Searching over 5,500,000 cases.


searching
Buy This Entire Record For $7.95

Official citation and/or docket number and footnotes (if any) for this case available with purchase.

Learn more about what you receive with purchase of this case.

Derrick Dale Fontroy, I v. David S. Owens

IN THE UNITED STATES DISTRICT COURT FOR THE EASTERN DISTRICT OF PENNSYLVANIA


September 28, 2012

DERRICK DALE FONTROY, I
v.
DAVID S. OWENS, ET AL.

The opinion of the court was delivered by: O'neill, J.

MEMORANDUM

Plaintiff Derrick Dale Fontroy, I,a prisoner incarcerated at the State Correctional Institution at Laurel Highlands, filed this putative class action lawsuit against several prison officials. Currently before the Court is plaintiff's motion to proceed in forma pauperis. For the following reasons, the Court will deny the motion pursuant to 28 U.S.C. § 1915(g), without prejudice to plaintiff reinstating the case by paying the filing fee.

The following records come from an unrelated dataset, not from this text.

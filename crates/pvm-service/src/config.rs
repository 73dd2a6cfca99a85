//! Environment-driven configuration (spec §6: every name below is
//! normative). Layered over [`config::Config`] rather than bare
//! `std::env::var`, so a future `.toml`/`.json` source can be added
//! without touching call sites — but no file source is wired up today,
//! matching `config_loader.py`'s "env vars with defaults" shape.

use anyhow::Context;
use std::time::Duration;

/// All tunables `spec.md` §6 names, plus the ambient connection strings
/// every deployment needs. Defaults mirror `MatchingConfig::default`'s
/// and `PhaseServiceConfig::default`'s so an unconfigured dev instance
/// behaves identically to the original matcher's defaults.
#[derive(Debug, Clone)]
pub struct AppConfig {
    pub postgres_dsn: String,
    pub bus_broker: String,
    pub log_level: String,

    pub retrieval_topk: u32,
    pub sim_deep_min: f64,
    pub inliers_min: f64,
    pub match_best_min: f64,
    pub match_cons_min: u32,
    pub match_accept: f64,

    pub watermark_ttl_secs: u64,
    pub handler_deadline_secs: u64,
    pub prefetch: u32,
    pub dlq_max_retries: u32,
}

impl AppConfig {
    /// Load from environment variables (spec §6 names), falling back to
    /// the documented defaults for every tunable but the two connection
    /// strings, which must be set explicitly.
    pub fn from_env() -> anyhow::Result<Self> {
        let source = config::Config::builder()
            .add_source(config::Environment::default())
            .build()
            .context("failed to read environment")?;

        let get_string = |key: &str| -> Option<String> { source.get_string(key).ok() };
        let get_or = |key: &str, default: &str| -> anyhow::Result<String> {
            Ok(get_string(key).unwrap_or_else(|| default.to_string()))
        };
        let parse_or = |key: &str, default: &str| -> anyhow::Result<f64> {
            get_or(key, default)?.parse().with_context(|| format!("{key} must be a number"))
        };
        let parse_int_or = |key: &str, default: &str| -> anyhow::Result<u32> {
            get_or(key, default)?.parse().with_context(|| format!("{key} must be an integer"))
        };

        Ok(Self {
            postgres_dsn: get_string("POSTGRES_DSN").context("POSTGRES_DSN must be set")?,
            bus_broker: get_or("BUS_BROKER", "local")?,
            log_level: get_or("LOG_LEVEL", "info")?,

            retrieval_topk: parse_int_or("RETRIEVAL_TOPK", "20")?,
            sim_deep_min: parse_or("SIM_DEEP_MIN", "0.82")?,
            inliers_min: parse_or("INLIERS_MIN", "0.35")?,
            match_best_min: parse_or("MATCH_BEST_MIN", "0.88")?,
            match_cons_min: parse_int_or("MATCH_CONS_MIN", "2")?,
            match_accept: parse_or("MATCH_ACCEPT", "0.80")?,

            watermark_ttl_secs: parse_int_or("WATERMARK_TTL_SECS", "300")? as u64,
            handler_deadline_secs: parse_int_or("HANDLER_DEADLINE_SECS", "120")? as u64,
            prefetch: parse_int_or("PREFETCH", "32")?,
            dlq_max_retries: parse_int_or("DLQ_MAX_RETRIES", "5")?,
        })
    }

    pub fn watermark_ttl(&self) -> Duration {
        Duration::from_secs(self.watermark_ttl_secs)
    }

    pub fn handler_deadline(&self) -> Duration {
        Duration::from_secs(self.handler_deadline_secs)
    }

    pub fn matching_config(&self) -> pvm_matching::MatchingConfig {
        let defaults = pvm_matching::MatchingConfig::default();
        pvm_matching::MatchingConfig {
            retrieval_topk: self.retrieval_topk,
            sim_deep_min: self.sim_deep_min,
            inliers_min: self.inliers_min,
            match_best_min: self.match_best_min,
            match_cons_min: self.match_cons_min,
            match_accept: self.match_accept,
            ..defaults
        }
    }
}

#[cfg(test)]
mod tests {
    use super::*;

    #[test]
    fn watermark_ttl_converts_seconds() {
        let cfg = AppConfig {
            postgres_dsn: "postgres://".into(),
            bus_broker: "local".into(),
            log_level: "info".into(),
            retrieval_topk: 20,
            sim_deep_min: 0.82,
            inliers_min: 0.35,
            match_best_min: 0.88,
            match_cons_min: 2,
            match_accept: 0.80,
            watermark_ttl_secs: 300,
            handler_deadline_secs: 120,
            prefetch: 32,
            dlq_max_retries: 5,
        };
        assert_eq!(cfg.watermark_ttl(), Duration::from_secs(300));
        assert_eq!(cfg.matching_config().match_cons_min, 2);
    }
}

According to § 1915(g), a prisoner who on three or more prior occasions while incarcerated has filed an action or appeal in federal court that was dismissed as frivolous, malicious, or for failure to state a claim upon which relief may be granted, must be denied in forma pauperis status unless he was in imminent danger of serious physical injury at the time that the complaint was filed. Abdul-Akbar v. McKelvie, 239 F.3d 307, 310-11 (3d Cir.2001) (en banc). "[D]ismissals for frivolousness prior to the passage of the PLRA are included among [a plaintiff's] three [strikes]." Keener v. Pa. Bd. of Prob. & Parole, 128 F.3d 143, 144-45 (3d Cir. 1997). Plaintiff has accrued at least three strikes for purposes of 1915(g). See Fontroy v. Zimmerman, Civ. A. No. 86-7490, 1987 WL 16098 (E.D. Pa. Aug. 24, 1987) (dismissing case as frivolous under § 1915(d)); Fontroy v. Wadsworth, Civ. A. No. 86-6970, 1987 WL 14147 (E.D. Pa. July 16, 1987) (same); Fontroy v. Fillinger, Civ. A. No. 86-1087, 1986 WL 3564 (E.D. Pa. Mar. 17, 1986) (same); see also Fontroy v. Beard, Civ. A. No. 04-1966, Document No. 75 (treating plaintiff as a three-striker and listing additional cases he filed that were dismissed as frivolous). Accordingly, he may not proceed in forma pauperis unless he was in imminent danger of serious physical injury at the time he filed his complaint.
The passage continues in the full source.